Required work
Reproduce only the lines from the one containing "to restart |" through the end of the data, exactly as they stand.

[Supplied material — start]

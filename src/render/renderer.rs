use ratatui::{
    Frame,
    layout::{Alignment, Constraint, Direction, Layout},
    style::{Color, Modifier, Style},
    text::{Line, Span},
    widgets::{Block, BorderType, Borders, Paragraph},
};

use crate::game::{CollisionType, GameSnapshot, GameStatus, Position};
use crate::metrics::SessionStats;

/// What a single board cell shows
#[derive(Debug, Clone, Copy, PartialEq, Eq)]
pub enum Cell {
    Head,
    Body,
    Food,
    Empty,
}

/// Classify every cell of the board, row by row
pub fn board_cells(snapshot: &GameSnapshot) -> Vec<Vec<Cell>> {
    let mut rows = vec![vec![Cell::Empty; snapshot.board_width]; snapshot.board_height];

    let mut put = |pos: Position, cell: Cell| {
        if pos.x >= 0 && pos.y >= 0 {
            if let Some(slot) = rows
                .get_mut(pos.y as usize)
                .and_then(|row| row.get_mut(pos.x as usize))
            {
                *slot = cell;
            }
        }
    };

    put(snapshot.food, Cell::Food);
    for (i, &segment) in snapshot.snake.iter().enumerate().rev() {
        put(segment, if i == 0 { Cell::Head } else { Cell::Body });
    }

    rows
}

pub struct Renderer;

impl Renderer {
    pub fn new() -> Self {
        Self
    }

    pub fn render(&self, frame: &mut Frame, snapshot: &GameSnapshot, stats: &SessionStats) {
        let chunks = Layout::default()
            .direction(Direction::Vertical)
            .constraints([
                Constraint::Length(3), // Header
                Constraint::Min(0),    // Board
                Constraint::Length(3), // Footer
            ])
            .split(frame.area());

        frame.render_widget(self.render_stats(snapshot, stats), chunks[0]);

        let game_area = Layout::default()
            .direction(Direction::Horizontal)
            .constraints([
                Constraint::Percentage(10),
                Constraint::Percentage(80),
                Constraint::Percentage(10),
            ])
            .split(chunks[1])[1];

        let panel = match snapshot.status {
            GameStatus::Running => self.render_grid(snapshot),
            _ => self.render_round_end(snapshot, stats),
        };
        frame.render_widget(panel, game_area);

        frame.render_widget(self.render_controls(), chunks[2]);
    }

    fn render_grid(&self, snapshot: &GameSnapshot) -> Paragraph<'static> {
        let lines: Vec<Line> = board_cells(snapshot)
            .into_iter()
            .map(|row| {
                Line::from(
                    row.into_iter()
                        .map(|cell| match cell {
                            Cell::Head => Span::styled(
                                "■ ",
                                Style::default()
                                    .fg(Color::Cyan)
                                    .add_modifier(Modifier::BOLD),
                            ),
                            Cell::Body => Span::styled("□ ", Style::default().fg(Color::Green)),
                            Cell::Food => Span::styled(
                                "● ",
                                Style::default().fg(Color::Red).add_modifier(Modifier::BOLD),
                            ),
                            Cell::Empty => {
                                Span::styled(". ", Style::default().fg(Color::DarkGray))
                            }
                        })
                        .collect::<Vec<_>>(),
                )
            })
            .collect();

        Paragraph::new(lines)
            .block(
                Block::default()
                    .borders(Borders::ALL)
                    .border_type(BorderType::Rounded)
                    .border_style(Style::default().fg(Color::White))
                    .title(" Snake "),
            )
            .alignment(Alignment::Center)
    }

    fn render_stats(&self, snapshot: &GameSnapshot, stats: &SessionStats) -> Paragraph<'static> {
        let label = Style::default().fg(Color::Yellow);
        let value = Style::default().fg(Color::White);

        let text = vec![Line::from(vec![
            Span::styled("Score: ", label),
            Span::styled(snapshot.score.to_string(), value.add_modifier(Modifier::BOLD)),
            Span::raw("    "),
            Span::styled("Length: ", label),
            Span::styled(snapshot.length().to_string(), value),
            Span::raw("    "),
            Span::styled("Time: ", label),
            Span::styled(stats.format_time(), value),
            Span::raw("    "),
            Span::styled("Best: ", label),
            Span::styled(stats.high_score.to_string(), value),
        ])];

        Paragraph::new(text).alignment(Alignment::Center)
    }

    fn render_round_end(&self, snapshot: &GameSnapshot, stats: &SessionStats) -> Paragraph<'static> {
        let (title, detail, color) = match snapshot.status {
            GameStatus::GameOver(CollisionType::Wall) => ("GAME OVER", "You hit the wall", Color::Red),
            GameStatus::GameOver(CollisionType::SelfCollision) => {
                ("GAME OVER", "You ran into yourself", Color::Red)
            }
            GameStatus::Cleared => ("BOARD CLEARED", "No room left for food. You win!", Color::Green),
            GameStatus::Quit => ("ROUND ENDED", "You left the round", Color::Yellow),
            GameStatus::Running => ("ROUND ENDED", "", Color::Yellow),
        };

        let text = vec![
            Line::from(""),
            Line::from(Span::styled(
                title,
                Style::default().fg(color).add_modifier(Modifier::BOLD),
            )),
            Line::from(Span::styled(detail, Style::default().fg(Color::Gray))),
            Line::from(""),
            Line::from(vec![
                Span::styled("Final Score: ", Style::default().fg(Color::Yellow)),
                Span::styled(
                    snapshot.score.to_string(),
                    Style::default()
                        .fg(Color::White)
                        .add_modifier(Modifier::BOLD),
                ),
                Span::raw("    "),
                Span::styled("Snake Length: ", Style::default().fg(Color::Yellow)),
                Span::styled(snapshot.length().to_string(), Style::default().fg(Color::White)),
            ]),
            Line::from(vec![
                Span::styled("Rounds: ", Style::default().fg(Color::Yellow)),
                Span::styled(stats.rounds_played.to_string(), Style::default().fg(Color::White)),
                Span::raw("    "),
                Span::styled("Best: ", Style::default().fg(Color::Yellow)),
                Span::styled(stats.high_score.to_string(), Style::default().fg(Color::White)),
            ]),
            Line::from(""),
            Line::from(vec![
                Span::styled("Press ", Style::default().fg(Color::Gray)),
                Span::styled(
                    "R",
                    Style::default()
                        .fg(Color::Green)
                        .add_modifier(Modifier::BOLD),
                ),
                Span::styled(" to play again or ", Style::default().fg(Color::Gray)),
                Span::styled(
                    "Q",
                    Style::default().fg(Color::Red).add_modifier(Modifier::BOLD),
                ),
                Span::styled(" to quit", Style::default().fg(Color::Gray)),
            ]),
        ];

        Paragraph::new(text).alignment(Alignment::Center).block(
            Block::default()
                .borders(Borders::ALL)
                .border_style(Style::default().fg(color)),
        )
    }

    fn render_controls(&self) -> Paragraph<'static> {
        let text = vec![Line::from(vec![
            Span::styled("↑↓←→", Style::default().fg(Color::Cyan)),
            Span::raw(" or "),
            Span::styled("WASD", Style::default().fg(Color::Cyan)),
            Span::raw(" to move | "),
            Span::styled("R", Style::default().fg(Color::Green)),
            Span::raw(" to restart | "),
            Span::styled("Q", Style::default().fg(Color::Red)),
            Span::raw(" to quit"),
        ])];

        Paragraph::new(text).alignment(Alignment::Center)
    }
}

impl Default for Renderer {
    fn default() -> Self {
        Self::new()
    }
}
pub mod human;

pub use human::HumanMode;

[Supplied material — finish]

Written reply
            Span::raw(" to restart | "),
            Span::styled("Q", Style::default().fg(Color::Red)),
            Span::raw(" to quit"),
        ])];

        Paragraph::new(text).alignment(Alignment::Center)
    }
}

impl Default for Renderer {
    fn default() -> Self {
        Self::new()
    }
}
pub mod human;

pub use human::HumanMode;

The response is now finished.